**Task item**
Give back the records in full, with every line exactly as it was.

**Provided records**
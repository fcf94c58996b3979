//! # Durable Key-Value Storage
//!
//! Favorites, preferences and recent searches survive restarts through a tiny
//! string-keyed store. Values are JSON-encoded.
//!
//! `FileStore` keeps one file per key under `~/.wildlife/storage/`
//! (`<key>.json`). Writes use atomic rename (write `.tmp`, then `rename()`).
//! Keys are written independently: there is no transaction across keys, and
//! the last writer wins.
//!
//! Callers go through [`load_json`] / [`save_json`], which log failures
//! instead of returning them. Storage is a convenience, never a reason to
//! fail an in-memory update.

use log::{debug, warn};
use serde::Serialize;
use serde::de::DeserializeOwned;
use std::collections::HashMap;
use std::fmt;
use std::fs;
use std::io;
use std::path::{Path, PathBuf};

pub mod keys {
    pub const FAVORITES: &str = "wildlife-favorites";
    pub const THEME: &str = "wildlife-theme";
    pub const AUTOPLAY: &str = "wildlife-autoplay";
    pub const SOUND: &str = "wildlife-sound";
    pub const ANIMATIONS: &str = "wildlife-animations";
    pub const LANGUAGE: &str = "wildlife-language";
    pub const RECENT_SEARCHES: &str = "wildlife-recent-searches";
}

#[derive(Debug)]
pub enum StorageError {
    Io(io::Error),
    Json(serde_json::Error),
}

impl fmt::Display for StorageError {
    fn fmt(&self, f: &mut fmt::Formatter<'_>) -> fmt::Result {
        match self {
            StorageError::Io(e) => write!(f, "storage I/O error: {e}"),
            StorageError::Json(e) => write!(f, "storage JSON error: {e}"),
        }
    }
}

impl std::error::Error for StorageError {}

impl From<io::Error> for StorageError {
    fn from(e: io::Error) -> Self {
        StorageError::Io(e)
    }
}

impl From<serde_json::Error> for StorageError {
    fn from(e: serde_json::Error) -> Self {
        StorageError::Json(e)
    }
}

pub trait KeyValueStore {
    /// Raw JSON text stored under `key`, or `None` if the key was never written.
    fn get(&self, key: &str) -> Result<Option<String>, StorageError>;

    fn set(&mut self, key: &str, value: &str) -> Result<(), StorageError>;
}

// ============================================================================
// File-backed store
// ============================================================================

pub struct FileStore {
    dir: PathBuf,
}

impl FileStore {
    /// Opens (and creates if needed) a store rooted at `dir`.
    pub fn open(dir: impl Into<PathBuf>) -> Result<Self, StorageError> {
        let dir = dir.into();
        fs::create_dir_all(&dir)?;
        debug!("Opened file store at {}", dir.display());
        Ok(Self { dir })
    }

    pub fn dir(&self) -> &Path {
        &self.dir
    }

    fn path_for(&self, key: &str) -> PathBuf {
        self.dir.join(format!("{key}.json"))
    }
}

/// Atomically write `contents` to `path` (via `.tmp` + rename).
fn atomic_write(path: &Path, contents: &str) -> io::Result<()> {
    let tmp_path = path.with_extension("tmp");
    fs::write(&tmp_path, contents)?;
    fs::rename(&tmp_path, path)?;
    Ok(())
}

impl KeyValueStore for FileStore {
    fn get(&self, key: &str) -> Result<Option<String>, StorageError> {
        let path = self.path_for(key);
        match fs::read_to_string(&path) {
            Ok(contents) => Ok(Some(contents)),
            Err(e) if e.kind() == io::ErrorKind::NotFound => Ok(None),
            Err(e) => Err(StorageError::Io(e)),
        }
    }

    fn set(&mut self, key: &str, value: &str) -> Result<(), StorageError> {
        atomic_write(&self.path_for(key), value)?;
        Ok(())
    }
}

// ============================================================================
// In-memory store
// ============================================================================

/// Volatile store, used when no storage directory is available and in tests.
#[derive(Debug, Default)]
pub struct MemoryStore {
    entries: HashMap<String, String>,
    /// When set, every `set` fails. Lets tests prove failures never leak.
    pub fail_writes: bool,
}

impl MemoryStore {
    pub fn new() -> Self {
        Self::default()
    }

    pub fn failing() -> Self {
        Self {
            entries: HashMap::new(),
            fail_writes: true,
        }
    }
}

impl KeyValueStore for MemoryStore {
    fn get(&self, key: &str) -> Result<Option<String>, StorageError> {
        Ok(self.entries.get(key).cloned())
    }

    fn set(&mut self, key: &str, value: &str) -> Result<(), StorageError> {
        if self.fail_writes {
            return Err(StorageError::Io(io::Error::other("writes disabled")));
        }
        self.entries.insert(key.to_string(), value.to_string());
        Ok(())
    }
}

// ============================================================================
// Typed helpers
// ============================================================================

/// Reads and decodes `key`. Missing keys are `None`; unreadable or malformed
/// values are logged and also treated as `None`, so defaults apply.
pub fn load_json<T: DeserializeOwned>(store: &dyn KeyValueStore, key: &str) -> Option<T> {
    let raw = match store.get(key) {
        Ok(Some(raw)) => raw,
        Ok(None) => return None,
        Err(e) => {
            warn!("Failed to read {}: {}", key, e);
            return None;
        }
    };
    match serde_json::from_str(&raw) {
        Ok(value) => Some(value),
        Err(e) => {
            warn!("Ignoring malformed value for {}: {}", key, e);
            None
        }
    }
}

/// Encodes and writes `value` under `key`. Returns whether the write landed;
/// failures are logged, never propagated.
pub fn save_json<T: Serialize + ?Sized>(store: &mut dyn KeyValueStore, key: &str, value: &T) -> bool {
    let result = serde_json::to_string(value)
        .map_err(StorageError::from)
        .and_then(|json| store.set(key, &json));
    match result {
        Ok(()) => {
            debug!("Persisted {}", key);
            true
        }
        Err(e) => {
            warn!("Failed to persist {}: {}", key, e);
            false
        }
    }
}

#[cfg(test)]
mod tests {
    use super::*;
    use crate::test_support::temp_store_dir;

    #[test]
    fn test_memory_store_round_trip() {
        let mut store = MemoryStore::new();
        assert!(save_json(&mut store, keys::LANGUAGE, "en"));
        let lang: Option<String> = load_json(&store, keys::LANGUAGE);
        assert_eq!(lang.as_deref(), Some("en"));
    }

    #[test]
    fn test_missing_key_is_none() {
        let store = MemoryStore::new();
        let value: Option<bool> = load_json(&store, keys::SOUND);
        assert!(value.is_none());
    }

    #[test]
    fn test_malformed_value_is_none() {
        let mut store = MemoryStore::new();
        store.set(keys::AUTOPLAY, "not json").unwrap();
        let value: Option<bool> = load_json(&store, keys::AUTOPLAY);
        assert!(value.is_none());
    }

    #[test]
    fn test_failed_write_reports_false() {
        let mut store = MemoryStore::failing();
        assert!(!save_json(&mut store, keys::THEME, "light"));
        assert!(store.get(keys::THEME).unwrap().is_none());
    }

    #[test]
    fn test_file_store_writes_one_file_per_key() {
        let dir = temp_store_dir();
        let mut store = FileStore::open(&dir).unwrap();
        assert!(save_json(&mut store, keys::FAVORITES, &vec!["1", "3"]));
        assert!(save_json(&mut store, keys::THEME, "dark"));

        assert!(dir.join("wildlife-favorites.json").exists());
        assert!(dir.join("wildlife-theme.json").exists());
        assert!(!dir.join("wildlife-favorites.tmp").exists());

        let reopened = FileStore::open(&dir).unwrap();
        let favorites: Option<Vec<String>> = load_json(&reopened, keys::FAVORITES);
        assert_eq!(favorites, Some(vec!["1".to_string(), "3".to_string()]));

        let _ = fs::remove_dir_all(dir);
    }

    #[test]
    fn test_file_store_missing_key() {
        let dir = temp_store_dir();
        let store = FileStore::open(&dir).unwrap();
        assert!(store.get(keys::SOUND).unwrap().is_none());
        let _ = fs::remove_dir_all(dir);
    }
}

**Written response**
repository fcf94c58996b3979
//! # Durable Key-Value Storage
//!
//! Favorites, preferences and recent searches survive restarts through a tiny
//! string-keyed store. Values are JSON-encoded.
//!
//! `FileStore` keeps one file per key under `~/.wildlife/storage/`
//! (`<key>.json`). Writes use atomic rename (write `.tmp`, then `rename()`).
//! Keys are written independently: there is no transaction across keys, and
//! the last writer wins.
//!
//! Callers go through [`load_json`] / [`save_json`], which log failures
//! instead of returning them. Storage is a convenience, never a reason to
//! fail an in-memory update.

use log::{debug, warn};
use serde::Serialize;
use serde::de::DeserializeOwned;
use std::collections::HashMap;
use std::fmt;
use std::fs;
use std::io;
use std::path::{Path, PathBuf};

pub mod keys {
    pub const FAVORITES: &str = "wildlife-favorites";
    pub const THEME: &str = "wildlife-theme";
    pub const AUTOPLAY: &str = "wildlife-autoplay";
    pub const SOUND: &str = "wildlife-sound";
    pub const ANIMATIONS: &str = "wildlife-animations";
    pub const LANGUAGE: &str = "wildlife-language";
    pub const RECENT_SEARCHES: &str = "wildlife-recent-searches";
}

#[derive(Debug)]
pub enum StorageError {
    Io(io::Error),
    Json(serde_json::Error),
}

impl fmt::Display for StorageError {
    fn fmt(&self, f: &mut fmt::Formatter<'_>) -> fmt::Result {
        match self {
            StorageError::Io(e) => write!(f, "storage I/O error: {e}"),
            StorageError::Json(e) => write!(f, "storage JSON error: {e}"),
        }
    }
}

impl std::error::Error for StorageError {}

impl From<io::Error> for StorageError {
    fn from(e: io::Error) -> Self {
        StorageError::Io(e)
    }
}

impl From<serde_json::Error> for StorageError {
    fn from(e: serde_json::Error) -> Self {
        StorageError::Json(e)
    }
}

pub trait KeyValueStore {
    /// Raw JSON text stored under `key`, or `None` if the key was never written.
    fn get(&self, key: &str) -> Result<Option<String>, StorageError>;

    fn set(&mut self, key: &str, value: &str) -> Result<(), StorageError>;
}

// ============================================================================
// File-backed store
// ============================================================================

pub struct FileStore {
    dir: PathBuf,
}

impl FileStore {
    /// Opens (and creates if needed) a store rooted at `dir`.
    pub fn open(dir: impl Into<PathBuf>) -> Result<Self, StorageError> {
        let dir = dir.into();
        fs::create_dir_all(&dir)?;
        debug!("Opened file store at {}", dir.display());
        Ok(Self { dir })
    }

    pub fn dir(&self) -> &Path {
        &self.dir
    }

    fn path_for(&self, key: &str) -> PathBuf {
        self.dir.join(format!("{key}.json"))
    }
}

/// Atomically write `contents` to `path` (via `.tmp` + rename).
fn atomic_write(path: &Path, contents: &str) -> io::Result<()> {
    let tmp_path = path.with_extension("tmp");
    fs::write(&tmp_path, contents)?;
    fs::rename(&tmp_path, path)?;
    Ok(())
}

impl KeyValueStore for FileStore {
    fn get(&self, key: &str) -> Result<Option<String>, StorageError> {
        let path = self.path_for(key);
        match fs::read_to_string(&path) {
            Ok(contents) => Ok(Some(contents)),
            Err(e) if e.kind() == io::ErrorKind::NotFound => Ok(None),
            Err(e) => Err(StorageError::Io(e)),
        }
    }

    fn set(&mut self, key: &str, value: &str) -> Result<(), StorageError> {
        atomic_write(&self.path_for(key), value)?;
        Ok(())
    }
}

// ============================================================================
// In-memory store
// ============================================================================

/// Volatile store, used when no storage directory is available and in tests.
#[derive(Debug, Default)]
pub struct MemoryStore {
    entries: HashMap<String, String>,
    /// When set, every `set` fails. Lets tests prove failures never leak.
    pub fail_writes: bool,
}

impl MemoryStore {
    pub fn new() -> Self {
        Self::default()
    }

    pub fn failing() -> Self {
        Self {
            entries: HashMap::new(),
            fail_writes: true,
        }
    }
}

impl KeyValueStore for MemoryStore {
    fn get(&self, key: &str) -> Result<Option<String>, StorageError> {
        Ok(self.entries.get(key).cloned())
    }

    fn set(&mut self, key: &str, value: &str) -> Result<(), StorageError> {
        if self.fail_writes {
            return Err(StorageError::Io(io::Error::other("writes disabled")));
        }
        self.entries.insert(key.to_string(), value.to_string());
        Ok(())
    }
}

// ============================================================================
// Typed helpers
// ============================================================================

/// Reads and decodes `key`. Missing keys are `None`; unreadable or malformed
/// values are logged and also treated as `None`, so defaults apply.
pub fn load_json<T: DeserializeOwned>(store: &dyn KeyValueStore, key: &str) -> Option<T> {
    let raw = match store.get(key) {
        Ok(Some(raw)) => raw,
        Ok(None) => return None,
        Err(e) => {
            warn!("Failed to read {}: {}", key, e);
            return None;
        }
    };
    match serde_json::from_str(&raw) {
        Ok(value) => Some(value),
        Err(e) => {
            warn!("Ignoring malformed value for {}: {}", key, e);
            None
        }
    }
}

/// Encodes and writes `value` under `key`. Returns whether the write landed;
/// failures are logged, never propagated.
pub fn save_json<T: Serialize + ?Sized>(store: &mut dyn KeyValueStore, key: &str, value: &T) -> bool {
    let result = serde_json::to_string(value)
        .map_err(StorageError::from)
        .and_then(|json| store.set(key, &json));
    match result {
        Ok(()) => {
            debug!("Persisted {}", key);
            true
        }
        Err(e) => {
            warn!("Failed to persist {}: {}", key, e);
            false
        }
    }
}

#[cfg(test)]
mod tests {
    use super::*;
    use crate::test_support::temp_store_dir;

    #[test]
    fn test_memory_store_round_trip() {
        let mut store = MemoryStore::new();
        assert!(save_json(&mut store, keys::LANGUAGE, "en"));
        let lang: Option<String> = load_json(&store, keys::LANGUAGE);
        assert_eq!(lang.as_deref(), Some("en"));
    }

    #[test]
    fn test_missing_key_is_none() {
        let store = MemoryStore::new();
        let value: Option<bool> = load_json(&store, keys::SOUND);
        assert!(value.is_none());
    }

    #[test]
    fn test_malformed_value_is_none() {
        let mut store = MemoryStore::new();
        store.set(keys::AUTOPLAY, "not json").unwrap();
        let value: Option<bool> = load_json(&store, keys::AUTOPLAY);
        assert!(value.is_none());
    }

    #[test]
    fn test_failed_write_reports_false() {
        let mut store = MemoryStore::failing();
        assert!(!save_json(&mut store, keys::THEME, "light"));
        assert!(store.get(keys::THEME).unwrap().is_none());
    }

    #[test]
    fn test_file_store_writes_one_file_per_key() {
        let dir = temp_store_dir();
        let mut store = FileStore::open(&dir).unwrap();
        assert!(save_json(&mut store, keys::FAVORITES, &vec!["1", "3"]));
        assert!(save_json(&mut store, keys::THEME, "dark"));

        assert!(dir.join("wildlife-favorites.json").exists());
        assert!(dir.join("wildlife-theme.json").exists());
        assert!(!dir.join("wildlife-favorites.tmp").exists());

        let reopened = FileStore::open(&dir).unwrap();
        let favorites: Option<Vec<String>> = load_json(&reopened, keys::FAVORITES);
        assert_eq!(favorites, Some(vec!["1".to_string(), "3".to_string()]));

        let _ = fs::remove_dir_all(dir);
    }

    #[test]
    fn test_file_store_missing_key() {
        let dir = temp_store_dir();
        let store = FileStore::open(&dir).unwrap();
        assert!(store.get(keys::SOUND).unwrap().is_none());
        let _ = fs::remove_dir_all(dir);
    }
}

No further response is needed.